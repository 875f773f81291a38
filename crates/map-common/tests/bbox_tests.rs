//! Tests for BoundingBox operations.

use map_common::bbox::{BboxParseError, BoundingBox};
use map_common::Coordinate;

// ============================================================================
// Constructor tests
// ============================================================================

#[test]
fn test_bbox_new() {
    let bbox = BoundingBox::new(-180.0, -90.0, 180.0, 90.0);
    assert_eq!(bbox.min_x, -180.0);
    assert_eq!(bbox.min_y, -90.0);
    assert_eq!(bbox.max_x, 180.0);
    assert_eq!(bbox.max_y, 90.0);
}

#[test]
fn test_bbox_from_corners_any_order() {
    let bbox = BoundingBox::from_corners(Coordinate::new(10.0, 0.0), Coordinate::new(0.0, 10.0));
    assert_eq!(bbox, BoundingBox::new(0.0, 0.0, 10.0, 10.0));
}

#[test]
fn test_bbox_from_center() {
    let bbox = BoundingBox::from_center(Coordinate::new(5.0, 5.0), 4.0, 2.0);
    assert_eq!(bbox, BoundingBox::new(3.0, 4.0, 7.0, 6.0));
    assert_eq!(bbox.center(), Coordinate::new(5.0, 5.0));
}

// ============================================================================
// parse tests
// ============================================================================

#[test]
fn test_parse_bbox_integer() {
    let bbox = BoundingBox::parse("0,0,100,100").unwrap();
    assert_eq!(bbox, BoundingBox::new(0.0, 0.0, 100.0, 100.0));
}

#[test]
fn test_parse_bbox_floating() {
    let bbox: BoundingBox = "-125.5,24.75,-66.25,50.125".parse().unwrap();
    assert!((bbox.min_x - (-125.5)).abs() < 0.001);
    assert!((bbox.min_y - 24.75).abs() < 0.001);
    assert!((bbox.max_x - (-66.25)).abs() < 0.001);
    assert!((bbox.max_y - 50.125).abs() < 0.001);
}

#[test]
fn test_parse_bbox_web_mercator() {
    let bbox =
        BoundingBox::parse("-20037508.34,-20037508.34,20037508.34,20037508.34").unwrap();
    assert!((bbox.min_x - (-20037508.34)).abs() < 0.01);
    assert!((bbox.max_x - 20037508.34).abs() < 0.01);
}

#[test]
fn test_parse_bbox_whitespace_tolerated() {
    let bbox = BoundingBox::parse(" 0, 0, 100, 100 ").unwrap();
    assert_eq!(bbox.max_y, 100.0);
}

#[test]
fn test_parse_bbox_invalid_format_too_few() {
    let result = BoundingBox::parse("0,0,100");
    assert!(matches!(result, Err(BboxParseError::InvalidFormat(_))));
}

#[test]
fn test_parse_bbox_invalid_number() {
    let result = BoundingBox::parse("abc,0,100,100");
    assert!(matches!(result, Err(BboxParseError::InvalidNumber(_))));
}

#[test]
fn test_parse_bbox_inverted() {
    let result = BoundingBox::parse("10,10,0,0");
    assert!(matches!(result, Err(BboxParseError::Inverted(_))));
}

#[test]
fn test_display_parses_back() {
    let bbox = BoundingBox::new(-1.5, 2.0, 3.25, 4.0);
    assert_eq!(BoundingBox::parse(&bbox.to_string()).unwrap(), bbox);
}

// ============================================================================
// Dimension tests
// ============================================================================

#[test]
fn test_bbox_width_crossing_zero() {
    let bbox = BoundingBox::new(-10.0, 0.0, 10.0, 10.0);
    assert_eq!(bbox.width(), 20.0);
}

#[test]
fn test_bbox_zero_dimensions_is_degenerate() {
    let bbox = BoundingBox::new(5.0, 5.0, 5.0, 5.0);
    assert_eq!(bbox.width(), 0.0);
    assert_eq!(bbox.height(), 0.0);
    assert!(bbox.is_degenerate());
    assert!(!BoundingBox::new(0.0, 0.0, 1e-10, 1e-10).is_degenerate());
}

// ============================================================================
// Intersection tests
// ============================================================================

#[test]
fn test_bbox_intersects_symmetric() {
    let a = BoundingBox::new(0.0, 0.0, 10.0, 10.0);
    let b = BoundingBox::new(5.0, 5.0, 15.0, 15.0);
    assert!(a.intersects(&b));
    assert!(b.intersects(&a));
}

#[test]
fn test_bbox_intersects_adjacent_edge() {
    // Touching at edge - not intersecting (open interval)
    let a = BoundingBox::new(0.0, 0.0, 10.0, 10.0);
    let b = BoundingBox::new(10.0, 0.0, 20.0, 10.0);
    assert!(!a.intersects(&b));
    assert!(a.touches(&b));
}

#[test]
fn test_bbox_touches_corner_only() {
    let a = BoundingBox::new(0.0, 0.0, 10.0, 10.0);
    let b = BoundingBox::new(10.0, 10.0, 20.0, 20.0);
    assert!(a.touches(&b));
    assert!(!a.touches(&BoundingBox::new(10.5, 10.5, 20.0, 20.0)));
}

#[test]
fn test_bbox_intersection_with_self() {
    let bbox = BoundingBox::new(0.0, 0.0, 10.0, 10.0);
    assert_eq!(bbox.intersection(&bbox).unwrap(), bbox);
}

#[test]
fn test_bbox_union() {
    let a = BoundingBox::new(0.0, 0.0, 10.0, 10.0);
    let b = BoundingBox::new(20.0, -5.0, 30.0, 5.0);
    assert_eq!(a.union(&b), BoundingBox::new(0.0, -5.0, 30.0, 10.0));
}

#[test]
fn test_bbox_contains() {
    let outer = BoundingBox::new(0.0, 0.0, 100.0, 100.0);
    let inner = BoundingBox::new(25.0, 25.0, 75.0, 75.0);
    assert!(outer.contains(&inner));
    assert!(!inner.contains(&outer));
}

// ============================================================================
// Contains point tests
// ============================================================================

#[test]
fn test_bbox_contains_point_on_edge() {
    let bbox = BoundingBox::new(0.0, 0.0, 10.0, 10.0);
    assert!(bbox.contains_point(0.0, 5.0));
    assert!(bbox.contains_point(10.0, 5.0));
    assert!(bbox.contains_point(5.0, 0.0));
    assert!(bbox.contains_point(5.0, 10.0));
}

#[test]
fn test_bbox_contains_point_outside() {
    let bbox = BoundingBox::new(0.0, 0.0, 10.0, 10.0);
    assert!(!bbox.contains_point(-1.0, 5.0));
    assert!(!bbox.contains_point(11.0, 5.0));
}

#[test]
fn test_bbox_translate() {
    let bbox = BoundingBox::new(0.0, 0.0, 10.0, 10.0).translate(5.0, -5.0);
    assert_eq!(bbox, BoundingBox::new(5.0, -5.0, 15.0, 5.0));
}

------------

_Assignment_
If a line in the material contains the word "unwrap", copy that line.

_Written answer_
    let bbox = BoundingBox::parse("0,0,100,100").unwrap();
    let bbox: BoundingBox = "-125.5,24.75,-66.25,50.125".parse().unwrap();
        BoundingBox::parse("-20037508.34,-20037508.34,20037508.34,20037508.34").unwrap();
    let bbox = BoundingBox::parse(" 0, 0, 100, 100 ").unwrap();
    assert_eq!(BoundingBox::parse(&bbox.to_string()).unwrap(), bbox);
    assert_eq!(bbox.intersection(&bbox).unwrap(), bbox);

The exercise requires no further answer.